Required work | Repeat back the listing below, word for word and in full.

◆ ◆ ◆ ◆

//! Unified error types for SocialPulse.
//!
//! Every component maps its failures into [`AppError`]. Most of them never
//! leave the component that produced them: they are logged and folded into
//! state (permission state, presence snapshot). Only
//! [`ErrorKind::InvalidArgument`] is returned to callers on API misuse.

use std::fmt;
use thiserror::Error;

/// Error categories used across the coordination layer.
#[derive(Debug, Clone, Copy, PartialEq, Eq, Hash, serde::Serialize, serde::Deserialize)]
pub enum ErrorKind {
    /// An identifier or argument was empty or malformed.
    InvalidArgument,
    /// The remote presence channel could not be opened.
    SubscriptionFailure,
    /// The platform denied notification permission.
    PermissionDenied,
    /// The push service could not issue a token.
    TokenAcquisition,
    /// The application backend rejected or did not accept a token.
    TokenRegistration,
    /// An inbound push payload is missing required fields.
    MalformedPayload,
    /// A collaborator is temporarily unavailable.
    ServiceUnavailable,
    /// A configuration error occurred.
    Configuration,
    /// A serialization/deserialization error occurred.
    Serialization,
    /// An internal error occurred.
    Internal,
}

impl fmt::Display for ErrorKind {
    fn fmt(&self, f: &mut fmt::Formatter<'_>) -> fmt::Result {
        match self {
            Self::InvalidArgument => write!(f, "INVALID_ARGUMENT"),
            Self::SubscriptionFailure => write!(f, "SUBSCRIPTION_FAILURE"),
            Self::PermissionDenied => write!(f, "PERMISSION_DENIED"),
            Self::TokenAcquisition => write!(f, "TOKEN_ACQUISITION"),
            Self::TokenRegistration => write!(f, "TOKEN_REGISTRATION"),
            Self::MalformedPayload => write!(f, "MALFORMED_PAYLOAD"),
            Self::ServiceUnavailable => write!(f, "SERVICE_UNAVAILABLE"),
            Self::Configuration => write!(f, "CONFIGURATION"),
            Self::Serialization => write!(f, "SERIALIZATION"),
            Self::Internal => write!(f, "INTERNAL"),
        }
    }
}

/// The unified application error used throughout SocialPulse.
#[derive(Debug, Error)]
#[error("{kind}: {message}")]
pub struct AppError {
    /// The category of error.
    pub kind: ErrorKind,
    /// A human-readable error message.
    pub message: String,
    /// Optional underlying cause.
    #[source]
    pub source: Option<Box<dyn std::error::Error + Send + Sync>>,
}

impl AppError {
    /// Create a new application error.
    pub fn new(kind: ErrorKind, message: impl Into<String>) -> Self {
        Self {
            kind,
            message: message.into(),
            source: None,
        }
    }

    /// Create a new application error with an underlying cause.
    pub fn with_source(
        kind: ErrorKind,
        message: impl Into<String>,
        source: impl std::error::Error + Send + Sync + 'static,
    ) -> Self {
        Self {
            kind,
            message: message.into(),
            source: Some(Box::new(source)),
        }
    }

    /// Create an invalid-argument error.
    pub fn invalid_argument(message: impl Into<String>) -> Self {
        Self::new(ErrorKind::InvalidArgument, message)
    }

    /// Create a subscription-failure error.
    pub fn subscription_failure(message: impl Into<String>) -> Self {
        Self::new(ErrorKind::SubscriptionFailure, message)
    }

    /// Create a permission-denied error.
    pub fn permission_denied(message: impl Into<String>) -> Self {
        Self::new(ErrorKind::PermissionDenied, message)
    }

    /// Create a token-acquisition error.
    pub fn token_acquisition(message: impl Into<String>) -> Self {
        Self::new(ErrorKind::TokenAcquisition, message)
    }

    /// Create a token-registration error.
    pub fn token_registration(message: impl Into<String>) -> Self {
        Self::new(ErrorKind::TokenRegistration, message)
    }

    /// Create a malformed-payload error.
    pub fn malformed_payload(message: impl Into<String>) -> Self {
        Self::new(ErrorKind::MalformedPayload, message)
    }

    /// Create a service-unavailable error.
    pub fn service_unavailable(message: impl Into<String>) -> Self {
        Self::new(ErrorKind::ServiceUnavailable, message)
    }

    /// Create a configuration error.
    pub fn configuration(message: impl Into<String>) -> Self {
        Self::new(ErrorKind::Configuration, message)
    }

    /// Create an internal error.
    pub fn internal(message: impl Into<String>) -> Self {
        Self::new(ErrorKind::Internal, message)
    }

    /// Whether a retry may succeed where this attempt failed.
    pub fn is_transient(&self) -> bool {
        matches!(
            self.kind,
            ErrorKind::ServiceUnavailable
                | ErrorKind::SubscriptionFailure
                | ErrorKind::TokenAcquisition
                | ErrorKind::TokenRegistration
        )
    }
}

impl Clone for AppError {
    fn clone(&self) -> Self {
        Self {
            kind: self.kind,
            message: self.message.clone(),
            source: None,
        }
    }
}

impl From<serde_json::Error> for AppError {
    fn from(err: serde_json::Error) -> Self {
        Self::with_source(
            ErrorKind::Serialization,
            format!("JSON serialization error: {err}"),
            err,
        )
    }
}

impl From<config::ConfigError> for AppError {
    fn from(err: config::ConfigError) -> Self {
        Self::with_source(
            ErrorKind::Configuration,
            format!("Configuration error: {err}"),
            err,
        )
    }
}
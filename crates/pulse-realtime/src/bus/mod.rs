//! Process-local publish/subscribe event bus.

pub mod event_bus;
pub mod events;
pub mod subscription;

pub use event_bus::{EventBus, EventHandler};
pub use subscription::{ScopedSubscription, SubscriptionHandle, SubscriptionId};
//! HTTP token registration against the application backend.

use async_trait::async_trait;
use serde::Serialize;

use pulse_core::error::AppError;
use pulse_core::result::AppResult;
use pulse_core::traits::TokenBackend;
use pulse_core::types::NotificationToken;

/// Request body sent to the registration endpoint.
#[derive(Debug, Serialize)]
struct RegisterTokenRequest<'a> {
    token: &'a str,
}

/// Registers device tokens by POSTing them to a backend endpoint.
#[derive(Debug, Clone)]
pub struct HttpTokenBackend {
    /// HTTP client.
    client: reqwest::Client,
    /// Registration endpoint URL.
    endpoint: String,
}

impl HttpTokenBackend {
    /// Create a backend for `endpoint`.
    pub fn new(endpoint: impl Into<String>) -> Self {
        Self::with_client(reqwest::Client::new(), endpoint)
    }

    /// Create a backend with a preconfigured client.
    pub fn with_client(client: reqwest::Client, endpoint: impl Into<String>) -> Self {
        Self {
            client,
            endpoint: endpoint.into(),
        }
    }
}

#[async_trait]
impl TokenBackend for HttpTokenBackend {
    async fn register_token(&self, token: &NotificationToken) -> AppResult<()> {
        let response = self
            .client
            .post(&self.endpoint)
            .json(&RegisterTokenRequest {
                token: token.as_str(),
            })
            .send()
            .await
            .map_err(|e| AppError::token_registration(format!("Token registration request failed: {e}")))?;

        let status = response.status();
        if !status.is_success() {
            return Err(AppError::token_registration(format!(
                "Backend rejected token registration with status {status}"
            )));
        }

        tracing::debug!("Token registration accepted by {}", self.endpoint);
        Ok(())
    }
}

◆ ◆ ◆ ◆

Completed exercise |
//! Unified error types for SocialPulse.
//!
//! Every component maps its failures into [`AppError`]. Most of them never
//! leave the component that produced them: they are logged and folded into
//! state (permission state, presence snapshot). Only
//! [`ErrorKind::InvalidArgument`] is returned to callers on API misuse.

use std::fmt;
use thiserror::Error;

/// Error categories used across the coordination layer.
#[derive(Debug, Clone, Copy, PartialEq, Eq, Hash, serde::Serialize, serde::Deserialize)]
pub enum ErrorKind {
    /// An identifier or argument was empty or malformed.
    InvalidArgument,
    /// The remote presence channel could not be opened.
    SubscriptionFailure,
    /// The platform denied notification permission.
    PermissionDenied,
    /// The push service could not issue a token.
    TokenAcquisition,
    /// The application backend rejected or did not accept a token.
    TokenRegistration,
    /// An inbound push payload is missing required fields.
    MalformedPayload,
    /// A collaborator is temporarily unavailable.
    ServiceUnavailable,
    /// A configuration error occurred.
    Configuration,
    /// A serialization/deserialization error occurred.
    Serialization,
    /// An internal error occurred.
    Internal,
}

impl fmt::Display for ErrorKind {
    fn fmt(&self, f: &mut fmt::Formatter<'_>) -> fmt::Result {
        match self {
            Self::InvalidArgument => write!(f, "INVALID_ARGUMENT"),
            Self::SubscriptionFailure => write!(f, "SUBSCRIPTION_FAILURE"),
            Self::PermissionDenied => write!(f, "PERMISSION_DENIED"),
            Self::TokenAcquisition => write!(f, "TOKEN_ACQUISITION"),
            Self::TokenRegistration => write!(f, "TOKEN_REGISTRATION"),
            Self::MalformedPayload => write!(f, "MALFORMED_PAYLOAD"),
            Self::ServiceUnavailable => write!(f, "SERVICE_UNAVAILABLE"),
            Self::Configuration => write!(f, "CONFIGURATION"),
            Self::Serialization => write!(f, "SERIALIZATION"),
            Self::Internal => write!(f, "INTERNAL"),
        }
    }
}

/// The unified application error used throughout SocialPulse.
#[derive(Debug, Error)]
#[error("{kind}: {message}")]
pub struct AppError {
    /// The category of error.
    pub kind: ErrorKind,
    /// A human-readable error message.
    pub message: String,
    /// Optional underlying cause.
    #[source]
    pub source: Option<Box<dyn std::error::Error + Send + Sync>>,
}

impl AppError {
    /// Create a new application error.
    pub fn new(kind: ErrorKind, message: impl Into<String>) -> Self {
        Self {
            kind,
            message: message.into(),
            source: None,
        }
    }

    /// Create a new application error with an underlying cause.
    pub fn with_source(
        kind: ErrorKind,
        message: impl Into<String>,
        source: impl std::error::Error + Send + Sync + 'static,
    ) -> Self {
        Self {
            kind,
            message: message.into(),
            source: Some(Box::new(source)),
        }
    }

    /// Create an invalid-argument error.
    pub fn invalid_argument(message: impl Into<String>) -> Self {
        Self::new(ErrorKind::InvalidArgument, message)
    }

    /// Create a subscription-failure error.
    pub fn subscription_failure(message: impl Into<String>) -> Self {
        Self::new(ErrorKind::SubscriptionFailure, message)
    }

    /// Create a permission-denied error.
    pub fn permission_denied(message: impl Into<String>) -> Self {
        Self::new(ErrorKind::PermissionDenied, message)
    }

    /// Create a token-acquisition error.
    pub fn token_acquisition(message: impl Into<String>) -> Self {
        Self::new(ErrorKind::TokenAcquisition, message)
    }

    /// Create a token-registration error.
    pub fn token_registration(message: impl Into<String>) -> Self {
        Self::new(ErrorKind::TokenRegistration, message)
    }

    /// Create a malformed-payload error.
    pub fn malformed_payload(message: impl Into<String>) -> Self {
        Self::new(ErrorKind::MalformedPayload, message)
    }

    /// Create a service-unavailable error.
    pub fn service_unavailable(message: impl Into<String>) -> Self {
        Self::new(ErrorKind::ServiceUnavailable, message)
    }

    /// Create a configuration error.
    pub fn configuration(message: impl Into<String>) -> Self {
        Self::new(ErrorKind::Configuration, message)
    }

    /// Create an internal error.
    pub fn internal(message: impl Into<String>) -> Self {
        Self::new(ErrorKind::Internal, message)
    }

    /// Whether a retry may succeed where this attempt failed.
    pub fn is_transient(&self) -> bool {
        matches!(
            self.kind,
            ErrorKind::ServiceUnavailable
                | ErrorKind::SubscriptionFailure
                | ErrorKind::TokenAcquisition
                | ErrorKind::TokenRegistration
        )
    }
}

impl Clone for AppError {
    fn clone(&self) -> Self {
        Self {
            kind: self.kind,
            message: self.message.clone(),
            source: None,
        }
    }
}

impl From<serde_json::Error> for AppError {
    fn from(err: serde_json::Error) -> Self {
        Self::with_source(
            ErrorKind::Serialization,
            format!("JSON serialization error: {err}"),
            err,
        )
    }
}

impl From<config::ConfigError> for AppError {
    fn from(err: config::ConfigError) -> Self {
        Self::with_source(
            ErrorKind::Configuration,
            format!("Configuration error: {err}"),
            err,
        )
    }
}
filename crates/pulse-realtime/src/bus/mod.rs
//! Process-local publish/subscribe event bus.

pub mod event_bus;
pub mod events;
pub mod subscription;

pub use event_bus::{EventBus, EventHandler};
pub use subscription::{ScopedSubscription, SubscriptionHandle, SubscriptionId};
//! HTTP token registration against the application backend.

use async_trait::async_trait;
use serde::Serialize;

use pulse_core::error::AppError;
use pulse_core::result::AppResult;
use pulse_core::traits::TokenBackend;
use pulse_core::types::NotificationToken;

/// Request body sent to the registration endpoint.
#[derive(Debug, Serialize)]
struct RegisterTokenRequest<'a> {
    token: &'a str,
}

/// Registers device tokens by POSTing them to a backend endpoint.
#[derive(Debug, Clone)]
pub struct HttpTokenBackend {
    /// HTTP client.
    client: reqwest::Client,
    /// Registration endpoint URL.
    endpoint: String,
}

impl HttpTokenBackend {
    /// Create a backend for `endpoint`.
    pub fn new(endpoint: impl Into<String>) -> Self {
        Self::with_client(reqwest::Client::new(), endpoint)
    }

    /// Create a backend with a preconfigured client.
    pub fn with_client(client: reqwest::Client, endpoint: impl Into<String>) -> Self {
        Self {
            client,
            endpoint: endpoint.into(),
        }
    }
}

#[async_trait]
impl TokenBackend for HttpTokenBackend {
    async fn register_token(&self, token: &NotificationToken) -> AppResult<()> {
        let response = self
            .client
            .post(&self.endpoint)
            .json(&RegisterTokenRequest {
                token: token.as_str(),
            })
            .send()
            .await
            .map_err(|e| AppError::token_registration(format!("Token registration request failed: {e}")))?;

        let status = response.status();
        if !status.is_success() {
            return Err(AppError::token_registration(format!(
                "Backend rejected token registration with status {status}"
            )));
        }

        tracing::debug!("Token registration accepted by {}", self.endpoint);
        Ok(())
    }
}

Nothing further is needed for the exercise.